**WORK ITEM**: If a line in the data contains "Mutex", copy it out.

**DATA**:
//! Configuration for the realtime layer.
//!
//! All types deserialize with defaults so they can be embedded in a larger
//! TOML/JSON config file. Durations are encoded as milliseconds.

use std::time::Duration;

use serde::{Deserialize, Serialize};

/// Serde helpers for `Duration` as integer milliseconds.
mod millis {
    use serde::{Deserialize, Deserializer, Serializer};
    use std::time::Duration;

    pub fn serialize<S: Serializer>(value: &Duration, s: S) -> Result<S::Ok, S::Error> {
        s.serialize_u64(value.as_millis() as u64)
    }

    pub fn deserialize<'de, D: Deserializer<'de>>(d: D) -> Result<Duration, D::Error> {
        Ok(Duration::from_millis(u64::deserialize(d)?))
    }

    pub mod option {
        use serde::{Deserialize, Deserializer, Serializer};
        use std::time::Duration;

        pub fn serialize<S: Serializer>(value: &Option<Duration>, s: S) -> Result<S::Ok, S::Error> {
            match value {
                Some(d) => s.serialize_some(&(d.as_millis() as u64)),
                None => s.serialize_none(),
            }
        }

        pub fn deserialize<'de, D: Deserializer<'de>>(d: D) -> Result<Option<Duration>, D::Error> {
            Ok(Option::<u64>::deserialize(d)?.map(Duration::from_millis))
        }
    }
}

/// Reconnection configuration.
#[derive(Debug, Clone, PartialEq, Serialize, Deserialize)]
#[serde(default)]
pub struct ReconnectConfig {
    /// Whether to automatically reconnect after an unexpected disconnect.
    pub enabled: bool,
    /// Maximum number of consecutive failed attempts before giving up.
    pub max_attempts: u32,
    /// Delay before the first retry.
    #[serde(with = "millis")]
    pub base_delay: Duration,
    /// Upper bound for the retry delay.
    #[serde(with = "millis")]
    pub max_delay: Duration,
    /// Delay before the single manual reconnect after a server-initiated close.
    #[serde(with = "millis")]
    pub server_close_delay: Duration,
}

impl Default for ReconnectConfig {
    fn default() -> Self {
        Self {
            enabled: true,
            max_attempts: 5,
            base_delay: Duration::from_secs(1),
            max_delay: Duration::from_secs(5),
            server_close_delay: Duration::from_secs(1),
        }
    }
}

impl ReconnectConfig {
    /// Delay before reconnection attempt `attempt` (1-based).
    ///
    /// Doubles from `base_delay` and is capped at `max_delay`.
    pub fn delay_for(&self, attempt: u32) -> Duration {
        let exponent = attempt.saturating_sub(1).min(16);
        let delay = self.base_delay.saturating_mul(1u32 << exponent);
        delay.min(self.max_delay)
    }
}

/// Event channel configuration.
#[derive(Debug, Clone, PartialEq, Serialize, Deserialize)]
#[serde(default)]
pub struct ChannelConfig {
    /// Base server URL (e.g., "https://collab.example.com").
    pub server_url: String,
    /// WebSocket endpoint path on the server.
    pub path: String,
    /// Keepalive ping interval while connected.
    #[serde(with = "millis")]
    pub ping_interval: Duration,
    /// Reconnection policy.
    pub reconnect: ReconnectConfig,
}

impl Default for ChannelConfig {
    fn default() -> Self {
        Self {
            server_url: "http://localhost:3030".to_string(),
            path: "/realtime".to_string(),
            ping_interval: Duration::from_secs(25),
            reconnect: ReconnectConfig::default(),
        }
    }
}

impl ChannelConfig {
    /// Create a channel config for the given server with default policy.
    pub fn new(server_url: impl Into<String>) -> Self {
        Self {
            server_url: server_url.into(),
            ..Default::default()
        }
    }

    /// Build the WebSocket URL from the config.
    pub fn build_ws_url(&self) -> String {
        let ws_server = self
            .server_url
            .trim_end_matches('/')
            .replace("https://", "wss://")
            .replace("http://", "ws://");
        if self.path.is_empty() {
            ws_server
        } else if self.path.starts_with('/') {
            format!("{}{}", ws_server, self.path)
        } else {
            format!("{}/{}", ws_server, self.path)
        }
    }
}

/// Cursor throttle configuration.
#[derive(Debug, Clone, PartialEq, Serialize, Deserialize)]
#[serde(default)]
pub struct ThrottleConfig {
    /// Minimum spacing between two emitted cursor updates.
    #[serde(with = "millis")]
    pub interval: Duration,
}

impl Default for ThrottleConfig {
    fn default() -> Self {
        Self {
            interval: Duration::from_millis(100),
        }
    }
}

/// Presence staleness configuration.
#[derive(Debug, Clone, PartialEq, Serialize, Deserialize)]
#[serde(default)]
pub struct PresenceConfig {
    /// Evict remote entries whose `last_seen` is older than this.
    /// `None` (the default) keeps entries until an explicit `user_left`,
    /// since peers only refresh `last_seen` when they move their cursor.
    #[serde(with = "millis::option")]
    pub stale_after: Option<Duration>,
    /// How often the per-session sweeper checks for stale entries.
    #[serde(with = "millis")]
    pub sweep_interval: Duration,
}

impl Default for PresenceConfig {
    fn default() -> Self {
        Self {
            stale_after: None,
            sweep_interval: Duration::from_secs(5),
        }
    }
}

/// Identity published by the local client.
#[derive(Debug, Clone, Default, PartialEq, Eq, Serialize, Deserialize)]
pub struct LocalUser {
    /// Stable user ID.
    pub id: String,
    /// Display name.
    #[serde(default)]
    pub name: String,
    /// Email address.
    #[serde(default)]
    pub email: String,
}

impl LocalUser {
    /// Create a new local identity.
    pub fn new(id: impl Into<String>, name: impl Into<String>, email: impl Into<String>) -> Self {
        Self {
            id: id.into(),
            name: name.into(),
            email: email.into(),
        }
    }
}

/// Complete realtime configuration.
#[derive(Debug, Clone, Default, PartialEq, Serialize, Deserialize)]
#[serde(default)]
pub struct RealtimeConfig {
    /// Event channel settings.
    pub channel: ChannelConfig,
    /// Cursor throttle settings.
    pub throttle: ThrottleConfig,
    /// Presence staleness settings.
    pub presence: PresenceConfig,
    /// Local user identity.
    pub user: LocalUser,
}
==
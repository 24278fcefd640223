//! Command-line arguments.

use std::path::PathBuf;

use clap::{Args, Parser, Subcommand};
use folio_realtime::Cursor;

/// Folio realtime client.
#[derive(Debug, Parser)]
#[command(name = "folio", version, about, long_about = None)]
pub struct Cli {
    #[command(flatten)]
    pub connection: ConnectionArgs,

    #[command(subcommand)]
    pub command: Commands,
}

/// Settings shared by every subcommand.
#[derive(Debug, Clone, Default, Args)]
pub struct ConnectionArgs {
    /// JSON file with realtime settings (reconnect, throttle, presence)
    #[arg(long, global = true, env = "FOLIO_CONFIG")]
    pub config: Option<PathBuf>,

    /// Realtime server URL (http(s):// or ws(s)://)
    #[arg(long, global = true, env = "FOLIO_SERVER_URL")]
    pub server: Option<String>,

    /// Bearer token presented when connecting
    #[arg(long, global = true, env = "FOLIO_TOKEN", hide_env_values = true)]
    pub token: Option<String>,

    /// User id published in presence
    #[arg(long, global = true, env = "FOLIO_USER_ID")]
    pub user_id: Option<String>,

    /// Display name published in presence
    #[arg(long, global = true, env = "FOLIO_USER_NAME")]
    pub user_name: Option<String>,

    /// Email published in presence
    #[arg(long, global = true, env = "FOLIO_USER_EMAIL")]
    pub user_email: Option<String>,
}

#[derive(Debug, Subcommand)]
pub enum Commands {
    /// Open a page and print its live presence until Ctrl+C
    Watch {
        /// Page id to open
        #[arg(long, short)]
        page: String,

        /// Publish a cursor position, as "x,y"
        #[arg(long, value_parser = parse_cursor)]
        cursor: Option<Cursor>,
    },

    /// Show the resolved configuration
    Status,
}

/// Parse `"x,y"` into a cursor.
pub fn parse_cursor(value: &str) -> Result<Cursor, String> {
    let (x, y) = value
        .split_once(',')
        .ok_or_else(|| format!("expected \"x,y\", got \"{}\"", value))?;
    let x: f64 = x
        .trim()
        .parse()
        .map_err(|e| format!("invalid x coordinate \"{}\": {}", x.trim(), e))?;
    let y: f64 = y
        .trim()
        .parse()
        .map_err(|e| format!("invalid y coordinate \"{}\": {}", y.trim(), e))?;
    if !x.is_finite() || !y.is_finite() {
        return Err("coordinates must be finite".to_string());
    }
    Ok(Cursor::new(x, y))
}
==
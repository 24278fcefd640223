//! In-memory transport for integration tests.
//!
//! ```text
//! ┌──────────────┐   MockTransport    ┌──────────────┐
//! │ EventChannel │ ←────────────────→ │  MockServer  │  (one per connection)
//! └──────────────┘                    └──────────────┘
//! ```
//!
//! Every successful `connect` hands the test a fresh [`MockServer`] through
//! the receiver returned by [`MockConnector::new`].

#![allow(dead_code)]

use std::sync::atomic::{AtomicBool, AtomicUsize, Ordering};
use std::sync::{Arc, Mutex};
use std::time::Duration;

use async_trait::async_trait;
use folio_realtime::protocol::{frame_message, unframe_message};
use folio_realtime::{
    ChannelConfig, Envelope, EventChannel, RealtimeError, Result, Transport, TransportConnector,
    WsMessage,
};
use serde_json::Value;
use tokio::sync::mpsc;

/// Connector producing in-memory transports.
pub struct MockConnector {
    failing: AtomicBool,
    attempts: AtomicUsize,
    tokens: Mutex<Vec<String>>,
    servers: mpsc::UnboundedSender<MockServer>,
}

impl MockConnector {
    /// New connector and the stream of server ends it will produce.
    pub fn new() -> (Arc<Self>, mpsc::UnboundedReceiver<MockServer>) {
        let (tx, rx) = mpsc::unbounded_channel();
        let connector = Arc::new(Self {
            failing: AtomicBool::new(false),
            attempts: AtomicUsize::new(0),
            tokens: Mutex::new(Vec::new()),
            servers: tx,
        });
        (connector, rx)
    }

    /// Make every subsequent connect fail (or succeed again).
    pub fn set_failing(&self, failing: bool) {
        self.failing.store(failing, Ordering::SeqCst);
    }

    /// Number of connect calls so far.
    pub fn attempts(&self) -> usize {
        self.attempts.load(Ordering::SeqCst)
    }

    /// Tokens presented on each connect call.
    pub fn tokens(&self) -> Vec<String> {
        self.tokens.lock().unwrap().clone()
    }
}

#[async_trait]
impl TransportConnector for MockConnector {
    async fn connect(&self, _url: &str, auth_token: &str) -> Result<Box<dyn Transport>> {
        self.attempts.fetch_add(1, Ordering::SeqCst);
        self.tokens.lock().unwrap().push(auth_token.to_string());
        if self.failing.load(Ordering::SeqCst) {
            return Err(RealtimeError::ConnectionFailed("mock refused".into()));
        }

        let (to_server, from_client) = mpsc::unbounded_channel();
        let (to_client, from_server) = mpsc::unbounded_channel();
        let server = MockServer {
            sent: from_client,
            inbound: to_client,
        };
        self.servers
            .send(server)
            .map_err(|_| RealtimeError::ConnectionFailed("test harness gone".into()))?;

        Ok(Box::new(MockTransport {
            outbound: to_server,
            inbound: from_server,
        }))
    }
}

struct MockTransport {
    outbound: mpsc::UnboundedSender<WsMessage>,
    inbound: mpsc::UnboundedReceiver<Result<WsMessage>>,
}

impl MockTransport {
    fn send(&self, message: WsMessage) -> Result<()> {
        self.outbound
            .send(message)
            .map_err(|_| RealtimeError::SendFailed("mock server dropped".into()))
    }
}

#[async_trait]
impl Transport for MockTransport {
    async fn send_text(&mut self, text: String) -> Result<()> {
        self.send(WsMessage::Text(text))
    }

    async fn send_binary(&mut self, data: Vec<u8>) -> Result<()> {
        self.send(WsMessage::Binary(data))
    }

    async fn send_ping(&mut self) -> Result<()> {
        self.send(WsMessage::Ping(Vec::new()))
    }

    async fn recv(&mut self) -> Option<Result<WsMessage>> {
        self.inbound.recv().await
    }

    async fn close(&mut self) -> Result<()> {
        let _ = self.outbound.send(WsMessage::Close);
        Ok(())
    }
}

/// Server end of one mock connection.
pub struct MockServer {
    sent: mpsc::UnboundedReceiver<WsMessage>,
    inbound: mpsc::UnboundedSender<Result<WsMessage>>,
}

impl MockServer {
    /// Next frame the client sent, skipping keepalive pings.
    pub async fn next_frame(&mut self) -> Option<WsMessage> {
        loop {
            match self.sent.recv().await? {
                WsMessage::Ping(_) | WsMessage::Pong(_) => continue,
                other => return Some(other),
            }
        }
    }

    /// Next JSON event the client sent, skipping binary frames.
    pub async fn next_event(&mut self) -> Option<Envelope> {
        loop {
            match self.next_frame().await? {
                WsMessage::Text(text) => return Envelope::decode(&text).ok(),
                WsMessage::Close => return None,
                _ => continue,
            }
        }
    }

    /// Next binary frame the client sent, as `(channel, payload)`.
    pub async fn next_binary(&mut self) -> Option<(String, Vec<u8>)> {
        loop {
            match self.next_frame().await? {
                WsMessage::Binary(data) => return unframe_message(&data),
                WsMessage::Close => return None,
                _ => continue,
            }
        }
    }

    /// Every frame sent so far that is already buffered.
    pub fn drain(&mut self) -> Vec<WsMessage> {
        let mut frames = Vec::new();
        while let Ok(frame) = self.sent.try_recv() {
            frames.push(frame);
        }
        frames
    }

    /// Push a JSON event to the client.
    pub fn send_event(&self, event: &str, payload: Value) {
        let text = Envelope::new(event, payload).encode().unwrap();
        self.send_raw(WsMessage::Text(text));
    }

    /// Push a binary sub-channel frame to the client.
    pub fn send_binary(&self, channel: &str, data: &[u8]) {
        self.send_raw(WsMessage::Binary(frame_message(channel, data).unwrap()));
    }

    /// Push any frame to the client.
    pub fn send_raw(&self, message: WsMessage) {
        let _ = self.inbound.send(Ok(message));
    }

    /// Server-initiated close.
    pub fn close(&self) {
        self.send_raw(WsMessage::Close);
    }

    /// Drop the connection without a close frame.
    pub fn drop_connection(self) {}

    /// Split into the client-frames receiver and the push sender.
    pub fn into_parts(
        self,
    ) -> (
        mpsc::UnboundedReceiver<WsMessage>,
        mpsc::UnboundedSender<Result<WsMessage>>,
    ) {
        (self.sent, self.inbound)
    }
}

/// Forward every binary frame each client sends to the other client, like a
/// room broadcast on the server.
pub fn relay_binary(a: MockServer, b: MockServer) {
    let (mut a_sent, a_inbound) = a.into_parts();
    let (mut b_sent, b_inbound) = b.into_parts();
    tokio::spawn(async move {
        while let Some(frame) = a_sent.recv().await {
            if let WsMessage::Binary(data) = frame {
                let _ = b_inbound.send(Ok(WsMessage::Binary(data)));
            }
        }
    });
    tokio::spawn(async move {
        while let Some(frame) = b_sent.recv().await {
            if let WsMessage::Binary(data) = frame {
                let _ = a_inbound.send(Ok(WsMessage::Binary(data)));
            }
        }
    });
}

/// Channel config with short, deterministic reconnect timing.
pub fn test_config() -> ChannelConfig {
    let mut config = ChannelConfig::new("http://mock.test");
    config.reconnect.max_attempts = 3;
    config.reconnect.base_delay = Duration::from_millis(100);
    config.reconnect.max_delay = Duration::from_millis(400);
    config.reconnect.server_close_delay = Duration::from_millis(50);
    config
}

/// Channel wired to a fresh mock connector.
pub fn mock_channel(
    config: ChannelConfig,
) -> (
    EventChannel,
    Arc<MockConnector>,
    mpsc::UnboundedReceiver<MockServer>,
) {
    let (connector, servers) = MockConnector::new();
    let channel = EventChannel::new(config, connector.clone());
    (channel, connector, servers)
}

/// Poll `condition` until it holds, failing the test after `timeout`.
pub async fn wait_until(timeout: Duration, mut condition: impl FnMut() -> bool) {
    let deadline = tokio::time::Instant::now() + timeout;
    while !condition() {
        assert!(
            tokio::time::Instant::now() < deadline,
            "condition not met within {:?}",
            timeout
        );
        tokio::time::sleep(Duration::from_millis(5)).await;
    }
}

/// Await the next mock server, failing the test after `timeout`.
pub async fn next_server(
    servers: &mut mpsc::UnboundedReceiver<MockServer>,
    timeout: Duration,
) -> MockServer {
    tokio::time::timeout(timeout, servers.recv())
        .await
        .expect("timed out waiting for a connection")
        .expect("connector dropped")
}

**TASK RESULT**:
use std::sync::{Arc, Mutex};
    tokens: Mutex<Vec<String>>,
            tokens: Mutex::new(Vec::new()),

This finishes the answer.